Work to complete:
Check each line of the data below for the word "Option", then extract the ones that have it.

Information given:
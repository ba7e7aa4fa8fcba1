//! Script values
//!
//! Numbers are stored unboxed in the enum; only strings and objects are
//! reference counted.

use std::fmt;
use std::sync::Arc;

use crate::object::{JsObject, ObjectKind};

/// A script value
#[derive(Clone, Default)]
pub enum Value {
    /// `undefined`
    #[default]
    Undefined,
    /// `null`
    Null,
    /// Boolean
    Boolean(bool),
    /// IEEE-754 double
    Number(f64),
    /// Immutable string
    String(Arc<str>),
    /// Object reference
    Object(Arc<JsObject>),
}

impl Value {
    /// `undefined`
    #[inline]
    pub const fn undefined() -> Self {
        Self::Undefined
    }

    /// A number
    #[inline]
    pub const fn number(n: f64) -> Self {
        Self::Number(n)
    }

    /// A string
    pub fn string(s: impl Into<Arc<str>>) -> Self {
        Self::String(s.into())
    }

    /// An object
    #[inline]
    pub fn object(obj: Arc<JsObject>) -> Self {
        Self::Object(obj)
    }

    /// Is `undefined`
    #[inline]
    pub fn is_undefined(&self) -> bool {
        matches!(self, Self::Undefined)
    }

    /// Is `null` or `undefined`
    #[inline]
    pub fn is_nullish(&self) -> bool {
        matches!(self, Self::Undefined | Self::Null)
    }

    /// The number, if this is one
    #[inline]
    pub fn as_number(&self) -> Option<f64> {
        match self {
            Self::Number(n) => Some(*n),
            _ => None,
        }
    }

    /// The string, if this is one
    #[inline]
    pub fn as_str(&self) -> Option<&str> {
        match self {
            Self::String(s) => Some(s),
            _ => None,
        }
    }

    /// The object, if this is one
    #[inline]
    pub fn as_object(&self) -> Option<&Arc<JsObject>> {
        match self {
            Self::Object(obj) => Some(obj),
            _ => None,
        }
    }

    /// Whether the value can be called
    pub fn is_callable(&self) -> bool {
        self.as_object().is_some_and(|obj| obj.is_callable())
    }

    /// Result of the `typeof` operator
    pub fn type_of(&self) -> &'static str {
        match self {
            Self::Undefined => "undefined",
            Self::Null => "object",
            Self::Boolean(_) => "boolean",
            Self::Number(_) => "number",
            Self::String(_) => "string",
            Self::Object(obj) if obj.is_callable() => "function",
            Self::Object(_) => "object",
        }
    }
}

/// Strict equality (`===`): objects compare by identity, NaN is unequal
impl PartialEq for Value {
    fn eq(&self, other: &Self) -> bool {
        match (self, other) {
            (Self::Undefined, Self::Undefined) | (Self::Null, Self::Null) => true,
            (Self::Boolean(a), Self::Boolean(b)) => a == b,
            (Self::Number(a), Self::Number(b)) => a == b,
            (Self::String(a), Self::String(b)) => a == b,
            (Self::Object(a), Self::Object(b)) => Arc::ptr_eq(a, b),
            _ => false,
        }
    }
}

impl fmt::Debug for Value {
    fn fmt(&self, f: &mut fmt::Formatter<'_>) -> fmt::Result {
        match self {
            Self::Undefined => write!(f, "undefined"),
            Self::Null => write!(f, "null"),
            Self::Boolean(b) => write!(f, "{}", b),
            Self::Number(n) => write!(f, "{}", crate::convert::number_to_string(*n)),
            Self::String(s) => write!(f, "{:?}", s),
            Self::Object(obj) => match obj.kind() {
                ObjectKind::Function(closure) => {
                    write!(f, "[function {}]", closure.unit.display_name())
                }
                ObjectKind::Native(native) => write!(f, "[native {}]", native.name),
                ObjectKind::Array(_) => write!(f, "[array]"),
                ObjectKind::Error => write!(f, "[error]"),
                ObjectKind::RegExp => write!(f, "[regexp]"),
                ObjectKind::Ordinary => write!(f, "[object]"),
            },
        }
    }
}

impl From<f64> for Value {
    fn from(n: f64) -> Self {
        Self::Number(n)
    }
}

impl From<i32> for Value {
    fn from(n: i32) -> Self {
        Self::Number(n as f64)
    }
}

impl From<bool> for Value {
    fn from(b: bool) -> Self {
        Self::Boolean(b)
    }
}

impl From<&str> for Value {
    fn from(s: &str) -> Self {
        Self::String(Arc::from(s))
    }
}

impl From<String> for Value {
    fn from(s: String) -> Self {
        Self::String(Arc::from(s))
    }
}

impl From<Arc<str>> for Value {
    fn from(s: Arc<str>) -> Self {
        Self::String(s)
    }
}

impl From<Arc<JsObject>> for Value {
    fn from(obj: Arc<JsObject>) -> Self {
        Self::Object(obj)
    }
}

Solved problem:
    pub fn as_number(&self) -> Option<f64> {
    pub fn as_str(&self) -> Option<&str> {
    pub fn as_object(&self) -> Option<&Arc<JsObject>> {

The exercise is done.